- [Your goal] An exact reproduction of all the entries is what the answer must contain.

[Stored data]

//! Mockcraft server: CLI, REST API and preview runtime for generated mock backends.

pub mod cli;
pub mod logging;
pub mod preview;
pub mod rest;

pub use rest::{ApiError, ApiState};
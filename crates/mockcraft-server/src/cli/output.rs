//! Output mode flags and printing helpers shared by all commands.
//!
//! Global flags are set once by `main` through environment variables so
//! every command can check them without threading them through.

use serde::Serialize;

pub const JSON_ENV: &str = "MOCKCRAFT_JSON";
pub const QUIET_ENV: &str = "MOCKCRAFT_QUIET";

fn flag(key: &str) -> bool {
    std::env::var(key).map(|v| v == "1").unwrap_or(false)
}

pub fn is_json() -> bool {
    flag(JSON_ENV)
}

pub fn is_quiet() -> bool {
    flag(QUIET_ENV)
}

/// Pretty-print a value as JSON on stdout.
pub fn print_json<T: Serialize>(value: &T) {
    match serde_json::to_string_pretty(value) {
        Ok(text) => println!("{text}"),
        Err(e) => eprintln!("  Error: failed to serialize output: {e}"),
    }
}

/// Print a human-readable line unless `--quiet` or `--json` is active.
pub fn say(line: impl AsRef<str>) {
    if !is_quiet() && !is_json() {
        println!("{}", line.as_ref());
    }
}
//! Endpoint inference: resolve a repository, download its source files,
//! extract call sites and reduce them to a canonical endpoint set.
//!
//! File downloads run through an ordered, bounded stream so at most
//! `concurrency` requests are in flight and results merge in listing order
//! regardless of completion order. All accumulation is local to a single
//! [`Scanner::scan`] call; dropping the future abandons the scan cleanly.

pub mod extract;
pub mod github;
pub mod http_client;
pub mod reduce;

use crate::config::ScanConfig;
use crate::error::{ScanError, ScanResult};
use crate::types::{CallSite, ScanReport, SkippedFile, TypeDeclaration};
use futures::stream::{self, StreamExt};
use github::{GitHubClient, ResolvedRepository};

/// What the caller asked to scan.
#[derive(Debug, Clone, PartialEq, Eq)]
pub enum ScanInput {
    /// A repository URL or `owner/repo` reference, optionally with `/tree/<branch>`.
    RepositoryUrl(String),
    /// An uploaded archive or file. Not supported.
    UploadedFile { name: String },
}

/// Repository scanner bound to one configuration.
#[derive(Clone)]
pub struct Scanner {
    client: GitHubClient,
    config: ScanConfig,
}

impl Scanner {
    pub fn new(config: ScanConfig) -> ScanResult<Self> {
        Ok(Self {
            client: GitHubClient::new(&config)?,
            config,
        })
    }

    pub fn config(&self) -> &ScanConfig {
        &self.config
    }

    /// Scan a repository and return its endpoints, declarations and call sites.
    pub async fn scan(&self, input: ScanInput) -> ScanResult<ScanReport> {
        let identifier = match input {
            ScanInput::RepositoryUrl(url) => url,
            ScanInput::UploadedFile { name } => {
                return Err(ScanError::UnsupportedInputKind(format!(
                    "file-based scanning is not supported (got '{name}'); provide a repository URL"
                )));
            }
        };

        let resolved = self
            .client
            .resolve_repository(&identifier, &self.config)
            .await?;
        tracing::info!(
            "scanning {} on '{}' ({} files)",
            resolved.repo,
            resolved.branch,
            resolved.files.len()
        );

        let report = self.scan_files(resolved).await;
        tracing::info!(
            "scan complete: {} endpoints, {} declarations, {} files skipped",
            report.endpoints.len(),
            report.interfaces.len(),
            report.skipped_files.len()
        );
        Ok(report)
    }

    async fn scan_files(&self, resolved: ResolvedRepository) -> ScanReport {
        let ResolvedRepository {
            repo,
            branch,
            files,
            metadata,
        } = resolved;

        let max_bytes = self.config.max_file_bytes;
        let mut fetched = stream::iter(files.iter().cloned())
            .map(|path| {
                let client = &self.client;
                let repo = &repo;
                let branch = branch.as_str();
                async move {
                    let text = client.raw_file(repo, branch, &path, max_bytes).await;
                    (path, text)
                }
            })
            .buffered(self.config.effective_concurrency());

        let mut fetch_calls: Vec<CallSite> = Vec::new();
        let mut axios_calls: Vec<CallSite> = Vec::new();
        let mut interfaces: Vec<TypeDeclaration> = Vec::new();
        let mut skipped_files: Vec<SkippedFile> = Vec::new();
        let mut files_scanned = 0usize;

        while let Some((path, text)) = fetched.next().await {
            let text = match text {
                Ok(text) => text,
                Err(e) => {
                    let failure = ScanError::FileFetchFailed {
                        path: path.clone(),
                        reason: e.to_string(),
                    };
                    tracing::debug!("{failure}");
                    skipped_files.push(SkippedFile {
                        path: path.clone(),
                        reason: e.to_string(),
                    });
                    continue;
                }
            };

            files_scanned += 1;
            let extraction = extract::extract(&text, &path);
            if extraction.is_empty() {
                tracing::trace!("{}", ScanError::FileParseYieldedNothing { path: path.clone() });
                continue;
            }
            tracing::debug!(
                "{path}: {} fetch, {} axios, {} declarations",
                extraction.fetch_calls.len(),
                extraction.axios_calls.len(),
                extraction.type_declarations.len()
            );
            fetch_calls.extend(extraction.fetch_calls);
            axios_calls.extend(extraction.axios_calls);
            interfaces.extend(extraction.type_declarations);
        }
        drop(fetched);

        let endpoints = reduce::reduce(fetch_calls.iter().chain(axios_calls.iter()));

        ScanReport {
            endpoints,
            interfaces,
            fetch_calls,
            axios_calls,
            repo_metadata: metadata,
            branch,
            files_scanned,
            skipped_files,
        }
    }
}

/// One-shot convenience around [`Scanner::scan`].
pub async fn scan_repository(input: ScanInput, config: &ScanConfig) -> ScanResult<ScanReport> {
    Scanner::new(config.clone())?.scan(input).await
}
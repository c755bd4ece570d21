//! Mock backend synthesis: sample payloads, compiled route handlers and the
//! emitted server program.

pub mod emit;
pub mod handler;
pub mod route;
pub mod schema;

use crate::config::ServerOptions;
use crate::fault::FaultProfile;
use crate::types::{Endpoint, ScanReport};
use serde::{Deserialize, Serialize};

pub use emit::{MockServerConfig, ServerProgram};
pub use handler::{HandlerBehavior, HandlerResponse, RouteHandler};
pub use route::RoutePattern;

/// Version tag carried by every generated API schema document.
pub const API_SCHEMA_VERSION: &str = "1.0.0";

/// Compile every endpoint into a server configuration.
pub fn generate_mock_server(
    endpoints: &[Endpoint],
    fault: FaultProfile,
    options: ServerOptions,
) -> MockServerConfig {
    let routes = handler::compile_all(endpoints, &fault);
    tracing::debug!("compiled {} route handlers", routes.len());
    MockServerConfig::new(routes, fault, options)
}

/// Compile and emit in one step.
pub fn generate_program(
    endpoints: &[Endpoint],
    fault: FaultProfile,
    options: ServerOptions,
) -> (MockServerConfig, ServerProgram) {
    let config = generate_mock_server(endpoints, fault, options);
    let program = emit::render(&config);
    (config, program)
}

/// A named type declaration as listed in an API schema.
#[derive(Debug, Clone, PartialEq, Eq, Serialize, Deserialize)]
pub struct InterfaceEntry {
    pub name: String,
    pub definition: String,
}

/// Schema document summarizing a scan.
#[derive(Debug, Clone, PartialEq, Serialize, Deserialize)]
pub struct ApiSchema {
    pub endpoints: Vec<Endpoint>,
    pub interfaces: Vec<InterfaceEntry>,
    pub version: String,
}

pub fn api_schema(report: &ScanReport) -> ApiSchema {
    ApiSchema {
        endpoints: report.endpoints.clone(),
        interfaces: report
            .interfaces
            .iter()
            .map(|decl| InterfaceEntry {
                name: decl.name.clone(),
                definition: decl.definition(),
            })
            .collect(),
        version: API_SCHEMA_VERSION.to_string(),
    }
}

- [Response]
//! Mockcraft server: CLI, REST API and preview runtime for generated mock backends.

pub mod cli;
pub mod logging;
pub mod preview;
pub mod rest;

pub use rest::{ApiError, ApiState};
filename crates/mockcraft-server/src/cli/output.rs
//! Output mode flags and printing helpers shared by all commands.
//!
//! Global flags are set once by `main` through environment variables so
//! every command can check them without threading them through.

use serde::Serialize;

pub const JSON_ENV: &str = "MOCKCRAFT_JSON";
pub const QUIET_ENV: &str = "MOCKCRAFT_QUIET";

fn flag(key: &str) -> bool {
    std::env::var(key).map(|v| v == "1").unwrap_or(false)
}

pub fn is_json() -> bool {
    flag(JSON_ENV)
}

pub fn is_quiet() -> bool {
    flag(QUIET_ENV)
}

/// Pretty-print a value as JSON on stdout.
pub fn print_json<T: Serialize>(value: &T) {
    match serde_json::to_string_pretty(value) {
        Ok(text) => println!("{text}"),
        Err(e) => eprintln!("  Error: failed to serialize output: {e}"),
    }
}

/// Print a human-readable line unless `--quiet` or `--json` is active.
pub fn say(line: impl AsRef<str>) {
    if !is_quiet() && !is_json() {
        println!("{}", line.as_ref());
    }
}
//! Endpoint inference: resolve a repository, download its source files,
//! extract call sites and reduce them to a canonical endpoint set.
//!
//! File downloads run through an ordered, bounded stream so at most
//! `concurrency` requests are in flight and results merge in listing order
//! regardless of completion order. All accumulation is local to a single
//! [`Scanner::scan`] call; dropping the future abandons the scan cleanly.

pub mod extract;
pub mod github;
pub mod http_client;
pub mod reduce;

use crate::config::ScanConfig;
use crate::error::{ScanError, ScanResult};
use crate::types::{CallSite, ScanReport, SkippedFile, TypeDeclaration};
use futures::stream::{self, StreamExt};
use github::{GitHubClient, ResolvedRepository};

/// What the caller asked to scan.
#[derive(Debug, Clone, PartialEq, Eq)]
pub enum ScanInput {
    /// A repository URL or `owner/repo` reference, optionally with `/tree/<branch>`.
    RepositoryUrl(String),
    /// An uploaded archive or file. Not supported.
    UploadedFile { name: String },
}

/// Repository scanner bound to one configuration.
#[derive(Clone)]
pub struct Scanner {
    client: GitHubClient,
    config: ScanConfig,
}

impl Scanner {
    pub fn new(config: ScanConfig) -> ScanResult<Self> {
        Ok(Self {
            client: GitHubClient::new(&config)?,
            config,
        })
    }

    pub fn config(&self) -> &ScanConfig {
        &self.config
    }

    /// Scan a repository and return its endpoints, declarations and call sites.
    pub async fn scan(&self, input: ScanInput) -> ScanResult<ScanReport> {
        let identifier = match input {
            ScanInput::RepositoryUrl(url) => url,
            ScanInput::UploadedFile { name } => {
                return Err(ScanError::UnsupportedInputKind(format!(
                    "file-based scanning is not supported (got '{name}'); provide a repository URL"
                )));
            }
        };

        let resolved = self
            .client
            .resolve_repository(&identifier, &self.config)
            .await?;
        tracing::info!(
            "scanning {} on '{}' ({} files)",
            resolved.repo,
            resolved.branch,
            resolved.files.len()
        );

        let report = self.scan_files(resolved).await;
        tracing::info!(
            "scan complete: {} endpoints, {} declarations, {} files skipped",
            report.endpoints.len(),
            report.interfaces.len(),
            report.skipped_files.len()
        );
        Ok(report)
    }

    async fn scan_files(&self, resolved: ResolvedRepository) -> ScanReport {
        let ResolvedRepository {
            repo,
            branch,
            files,
            metadata,
        } = resolved;

        let max_bytes = self.config.max_file_bytes;
        let mut fetched = stream::iter(files.iter().cloned())
            .map(|path| {
                let client = &self.client;
                let repo = &repo;
                let branch = branch.as_str();
                async move {
                    let text = client.raw_file(repo, branch, &path, max_bytes).await;
                    (path, text)
                }
            })
            .buffered(self.config.effective_concurrency());

        let mut fetch_calls: Vec<CallSite> = Vec::new();
        let mut axios_calls: Vec<CallSite> = Vec::new();
        let mut interfaces: Vec<TypeDeclaration> = Vec::new();
        let mut skipped_files: Vec<SkippedFile> = Vec::new();
        let mut files_scanned = 0usize;

        while let Some((path, text)) = fetched.next().await {
            let text = match text {
                Ok(text) => text,
                Err(e) => {
                    let failure = ScanError::FileFetchFailed {
                        path: path.clone(),
                        reason: e.to_string(),
                    };
                    tracing::debug!("{failure}");
                    skipped_files.push(SkippedFile {
                        path: path.clone(),
                        reason: e.to_string(),
                    });
                    continue;
                }
            };

            files_scanned += 1;
            let extraction = extract::extract(&text, &path);
            if extraction.is_empty() {
                tracing::trace!("{}", ScanError::FileParseYieldedNothing { path: path.clone() });
                continue;
            }
            tracing::debug!(
                "{path}: {} fetch, {} axios, {} declarations",
                extraction.fetch_calls.len(),
                extraction.axios_calls.len(),
                extraction.type_declarations.len()
            );
            fetch_calls.extend(extraction.fetch_calls);
            axios_calls.extend(extraction.axios_calls);
            interfaces.extend(extraction.type_declarations);
        }
        drop(fetched);

        let endpoints = reduce::reduce(fetch_calls.iter().chain(axios_calls.iter()));

        ScanReport {
            endpoints,
            interfaces,
            fetch_calls,
            axios_calls,
            repo_metadata: metadata,
            branch,
            files_scanned,
            skipped_files,
        }
    }
}

/// One-shot convenience around [`Scanner::scan`].
pub async fn scan_repository(input: ScanInput, config: &ScanConfig) -> ScanResult<ScanReport> {
    Scanner::new(config.clone())?.scan(input).await
}
repository c755bd4ece570d21
//! Mock backend synthesis: sample payloads, compiled route handlers and the
//! emitted server program.

pub mod emit;
pub mod handler;
pub mod route;
pub mod schema;

use crate::config::ServerOptions;
use crate::fault::FaultProfile;
use crate::types::{Endpoint, ScanReport};
use serde::{Deserialize, Serialize};

pub use emit::{MockServerConfig, ServerProgram};
pub use handler::{HandlerBehavior, HandlerResponse, RouteHandler};
pub use route::RoutePattern;

/// Version tag carried by every generated API schema document.
pub const API_SCHEMA_VERSION: &str = "1.0.0";

/// Compile every endpoint into a server configuration.
pub fn generate_mock_server(
    endpoints: &[Endpoint],
    fault: FaultProfile,
    options: ServerOptions,
) -> MockServerConfig {
    let routes = handler::compile_all(endpoints, &fault);
    tracing::debug!("compiled {} route handlers", routes.len());
    MockServerConfig::new(routes, fault, options)
}

/// Compile and emit in one step.
pub fn generate_program(
    endpoints: &[Endpoint],
    fault: FaultProfile,
    options: ServerOptions,
) -> (MockServerConfig, ServerProgram) {
    let config = generate_mock_server(endpoints, fault, options);
    let program = emit::render(&config);
    (config, program)
}

/// A named type declaration as listed in an API schema.
#[derive(Debug, Clone, PartialEq, Eq, Serialize, Deserialize)]
pub struct InterfaceEntry {
    pub name: String,
    pub definition: String,
}

/// Schema document summarizing a scan.
#[derive(Debug, Clone, PartialEq, Serialize, Deserialize)]
pub struct ApiSchema {
    pub endpoints: Vec<Endpoint>,
    pub interfaces: Vec<InterfaceEntry>,
    pub version: String,
}

pub fn api_schema(report: &ScanReport) -> ApiSchema {
    ApiSchema {
        endpoints: report.endpoints.clone(),
        interfaces: report
            .interfaces
            .iter()
            .map(|decl| InterfaceEntry {
                name: decl.name.clone(),
                definition: decl.definition(),
            })
            .collect(),
        version: API_SCHEMA_VERSION.to_string(),
    }
}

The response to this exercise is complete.